Side By Side
| Factor | Static Site | Dynamic Site |
|---|---|---|
| How pages are served | Pre-built and served as-is | Generated on request, often from a database |
| Speed | Extremely fast | Slower; depends on server and database |
| Security | Very small attack surface | Larger surface; needs ongoing hardening |
| Hosting cost | Low — can be served from a CDN | Higher — needs a server and database |
| Interactivity / user accounts | Limited (can add via APIs) | Full — logins, personalization, real-time |
| Maintenance | Minimal | Ongoing updates and monitoring |
| Best for | Marketing sites, blogs, brochures | Apps, portals, stores, logged-in features |
What A Static Site Is Great At
A static site serves pages that are built ahead of time, which makes it blisteringly fast, extremely secure (there is very little to attack), and cheap to host — it can be served straight from a global CDN. For marketing sites, blogs, portfolios, and brochure sites, static is usually the best possible choice.

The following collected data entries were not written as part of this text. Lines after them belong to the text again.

//! Shared utilities for integration testing.

use std::future::Future;
use std::net::SocketAddr;
use std::sync::Arc;

use fetch_relay::{HttpServer, RelayConfig, Shutdown};
use tokio::io::{AsyncReadExt, AsyncWriteExt};
use tokio::net::{TcpListener, TcpStream};

/// What a mock upstream sends back.
pub struct MockReply {
    pub status: u16,
    pub headers: Vec<(&'static str, String)>,
    pub body: String,
    /// Content-Length to advertise; larger than the body simulates a
    /// connection dropped mid-body.
    pub declared_length: Option<usize>,
}

impl MockReply {
    pub fn new(status: u16, body: impl Into<String>) -> Self {
        Self {
            status,
            headers: Vec::new(),
            body: body.into(),
            declared_length: None,
        }
    }

    pub fn header(mut self, name: &'static str, value: impl Into<String>) -> Self {
        self.headers.push((name, value.into()));
        self
    }

    pub fn truncated(mut self, declared_length: usize) -> Self {
        self.declared_length = Some(declared_length);
        self
    }

    fn to_wire(&self) -> String {
        let reason = match self.status {
            200 => "OK",
            201 => "Created",
            301 => "Moved Permanently",
            302 => "Found",
            303 => "See Other",
            307 => "Temporary Redirect",
            404 => "Not Found",
            500 => "Internal Server Error",
            503 => "Service Unavailable",
            _ => "Unknown",
        };
        let mut wire = format!("HTTP/1.1 {} {}\r\n", self.status, reason);
        for (name, value) in &self.headers {
            wire.push_str(&format!("{}: {}\r\n", name, value));
        }
        let length = self.declared_length.unwrap_or(self.body.len());
        wire.push_str(&format!("Content-Length: {}\r\nConnection: close\r\n\r\n", length));
        wire.push_str(&self.body);
        wire
    }
}

/// Read up to the end of the request head.
async fn read_request_head(socket: &mut TcpStream) -> String {
    let mut head = Vec::new();
    let mut buf = [0u8; 1024];
    while !head.windows(4).any(|w| w == b"\r\n\r\n") {
        match socket.read(&mut buf).await {
            Ok(0) | Err(_) => break,
            Ok(n) => head.extend_from_slice(&buf[..n]),
        }
    }
    String::from_utf8_lossy(&head).into_owned()
}

/// Start a mock upstream on an ephemeral port. `f` sees the raw request head.
pub async fn start_programmable_backend<F, Fut>(f: F) -> SocketAddr
where
    F: Fn(String) -> Fut + Send + Sync + 'static,
    Fut: Future<Output = MockReply> + Send + 'static,
{
    let listener = TcpListener::bind("127.0.0.1:0").await.unwrap();
    let addr = listener.local_addr().unwrap();
    let f = Arc::new(f);

    tokio::spawn(async move {
        loop {
            match listener.accept().await {
                Ok((mut socket, _)) => {
                    let f = f.clone();
                    tokio::spawn(async move {
                        let head = read_request_head(&mut socket).await;
                        let reply = f(head).await;
                        let _ = socket.write_all(reply.to_wire().as_bytes()).await;
                        let _ = socket.shutdown().await;
                    });
                }
                Err(_) => break,
            }
        }
    });

    addr
}

/// An address nothing listens on.
pub async fn closed_port() -> SocketAddr {
    let listener = TcpListener::bind("127.0.0.1:0").await.unwrap();
    listener.local_addr().unwrap()
}

/// Start the relay in front of `upstream`.
pub async fn start_relay(upstream: SocketAddr) -> (SocketAddr, Shutdown) {
    start_relay_with(upstream, RelayConfig::default()).await
}

pub async fn start_relay_with(upstream: SocketAddr, mut config: RelayConfig) -> (SocketAddr, Shutdown) {
    let listener = TcpListener::bind("127.0.0.1:0").await.unwrap();
    let addr = listener.local_addr().unwrap();
    config.listener.bind_address = addr.to_string();
    config.upstream.base_url = format!("http://{}", upstream);

    let shutdown = Shutdown::new();
    let server = HttpServer::new(config).unwrap();
    let signal = shutdown.signalled();
    tokio::spawn(async move {
        let _ = server.run_with_shutdown(listener, signal).await;
    });

    (addr, shutdown)
}

/// Test client. Redirects are not followed, so tests see what the relay sent.
pub fn client() -> reqwest::Client {
    reqwest::Client::builder()
        .pool_max_idle_per_host(0)
        .redirect(reqwest::redirect::Policy::none())
        .no_proxy()
        .build()
        .unwrap()
}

Modern static-site tooling also handles content updates well, so "static" no longer means "hard to change." This very site is a static build, which is exactly why it scores top marks on speed.

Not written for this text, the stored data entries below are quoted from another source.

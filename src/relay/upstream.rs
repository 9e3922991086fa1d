//! Upstream response adapter.
//!
//! Wraps whatever the outbound client returned into the shape the relay
//! consumes: status, status text, headers and an optional body stream.

use std::pin::Pin;

use axum::body::{Body, Bytes};
use axum::http::{HeaderMap, HeaderName, HeaderValue, Response, StatusCode};
use futures_util::{Stream, TryStreamExt};
use hyper::body::{Body as _, Incoming};

use crate::relay::error::BoxError;

/// Streamed response body.
pub type BodyStream = Pin<Box<dyn Stream<Item = Result<Bytes, BoxError>> + Send>>;

/// Completed outbound response, body not yet consumed.
pub struct UpstreamResponse {
    status: StatusCode,
    status_text: String,
    headers: HeaderMap,
    body: Option<BodyStream>,
}

impl UpstreamResponse {
    /// A bodiless response with the canonical status text.
    pub fn new(status: StatusCode) -> Self {
        Self {
            status,
            status_text: status.canonical_reason().unwrap_or_default().to_string(),
            headers: HeaderMap::new(),
            body: None,
        }
    }

    /// Adapt a response from the hyper client, streaming its body.
    pub fn from_hyper(response: Response<Incoming>) -> Self {
        let (parts, incoming) = response.into_parts();

        let status_text = match parts.extensions.get::<hyper::ext::ReasonPhrase>() {
            Some(reason) => String::from_utf8_lossy(reason.as_bytes()).into_owned(),
            None => parts.status.canonical_reason().unwrap_or_default().to_string(),
        };

        let body = if incoming.is_end_stream() || !status_allows_body(parts.status) {
            None
        } else {
            let stream = Body::new(incoming).into_data_stream().map_err(BoxError::from);
            Some(Box::pin(stream) as BodyStream)
        };

        Self {
            status: parts.status,
            status_text,
            headers: parts.headers,
            body,
        }
    }

    pub fn with_status_text(mut self, text: impl Into<String>) -> Self {
        self.status_text = text.into();
        self
    }

    /// Append a header, keeping earlier values of the same name.
    pub fn with_header(mut self, name: HeaderName, value: HeaderValue) -> Self {
        self.headers.append(name, value);
        self
    }

    pub fn with_body<S, E>(mut self, stream: S) -> Self
    where
        S: Stream<Item = Result<Bytes, E>> + Send + 'static,
        E: Into<BoxError> + 'static,
    {
        self.body = Some(Box::pin(stream.map_err(Into::<BoxError>::into)));
        self
    }

    /// True for 2xx statuses.
    pub fn ok(&self) -> bool {
        self.status.is_success()
    }

    pub fn status(&self) -> StatusCode {
        self.status
    }

    pub fn status_text(&self) -> &str {
        &self.status_text
    }

    pub fn headers(&self) -> &HeaderMap {
        &self.headers
    }

    pub fn has_body(&self) -> bool {
        self.body.is_some()
    }

    /// Take the body stream, leaving the response bodiless.
    pub fn take_body(&mut self) -> Option<BodyStream> {
        self.body.take()
    }
}

impl std::fmt::Debug for UpstreamResponse {
    fn fmt(&self, f: &mut std::fmt::Formatter<'_>) -> std::fmt::Result {
        f.debug_struct("UpstreamResponse")
            .field("status", &self.status)
            .field("status_text", &self.status_text)
            .field("headers", &self.headers)
            .field("has_body", &self.body.is_some())
            .finish()
    }
}

fn status_allows_body(status: StatusCode) -> bool {
    !(status.is_informational()
        || status == StatusCode::NO_CONTENT
        || status == StatusCode::NOT_MODIFIED)
}
//! fetch-relay
//!
//! Forwards every request to a single upstream and streams the answer back.
//!
//! ```text
//!   Client ──▶ axum handler ──▶ project (blocklist) ──▶ hyper-util client ──▶ Upstream
//!   Client ◀── ResponseTarget ◀── relay (blocklist) ◀────────────────────────┘
//! ```

use std::path::PathBuf;

use clap::Parser;
use tokio::net::TcpListener;

use fetch_relay::config::{load_config, RelayConfig};
use fetch_relay::observability::init_logging;
use fetch_relay::HttpServer;

/// Header-filtering HTTP relay.
#[derive(Debug, Parser)]
#[command(name = "fetch-relay", version, about)]
struct Cli {
    /// Path to a TOML config file.
    #[arg(short, long)]
    config: Option<PathBuf>,

    /// Override listener.bind_address.
    #[arg(long)]
    bind: Option<String>,

    /// Override upstream.base_url.
    #[arg(long)]
    upstream: Option<String>,
}

#[tokio::main]
async fn main() -> Result<(), Box<dyn std::error::Error>> {
    let cli = Cli::parse();

    let mut config = match &cli.config {
        Some(path) => load_config(path)?,
        None => RelayConfig::default(),
    };
    if let Some(bind) = cli.bind {
        config.listener.bind_address = bind;
    }
    if let Some(upstream) = cli.upstream {
        config.upstream.base_url = upstream;
    }

    init_logging(&config.observability);

    tracing::info!("fetch-relay v{} starting", env!("CARGO_PKG_VERSION"));
    tracing::info!(
        bind_address = %config.listener.bind_address,
        upstream = %config.upstream.base_url,
        request_timeout_secs = config.timeouts.request_secs,
        "Configuration loaded"
    );

    let listener = TcpListener::bind(&config.listener.bind_address).await?;
    let server = HttpServer::new(config)?;
    server.run(listener).await?;

    tracing::info!("Shutdown complete");
    Ok(())
}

- Top-tier speed and Core Web Vitals
- A very small security attack surface
- Low, simple hosting via a CDN
- Ideal for marketing sites, blogs, and brochures
When You Genuinely Need Dynamic
A dynamic site generates pages on demand, which is essential when content is personalized, changes constantly, or depends on user accounts — think logins, dashboards, online stores, booking systems, and anything interactive at scale.
That power comes with trade-offs: more moving parts, a larger security surface, higher hosting needs, and ongoing maintenance. You take those on because the functionality genuinely requires them.
The Modern Hybrid Approach
The line between the two has blurred. Many of the best modern sites are static for the public-facing pages (for speed and security) and call APIs for the dynamic bits — search, forms, accounts — getting the best of both worlds.
You rarely have to choose one philosophy for the whole site; you match the approach to what each part needs to do.
The Honest Verdict
If your site is primarily about presenting information — marketing, blog, brochure — a static build gives you unbeatable speed, security, and low cost. If it needs user accounts, personalization, or real-time interactivity, you need dynamic capability, often delivered as a hybrid of static pages plus APIs.
After a quarter of a century, our advice: do not pay for dynamic complexity you do not need, and do not force genuinely interactive features onto a purely static site. Match the architecture to the job — we are happy to advise which fits yours.
Frequently Asked Questions
What is the difference between a static and dynamic website?
A static site serves pre-built pages as-is, making it fast and secure. A dynamic site generates pages on demand, often from a database, enabling logins, personalization, and interactivity at the cost of more complexity.
Are static websites better for SEO?
They have a head start on speed and Core Web Vitals, which help SEO, and they are reliable for search engines to crawl. But dynamic sites can also rank well when built and optimized properly.
Can a static site have forms or interactivity?
Yes. Modern static sites add interactivity by calling APIs for things like forms, search, and accounts — a hybrid approach that keeps the speed and security of static while adding dynamic features where needed.
Which is cheaper to host?
Static sites are typically much cheaper, since they can be served from a CDN without a server or database. Dynamic sites need server and database hosting plus ongoing maintenance.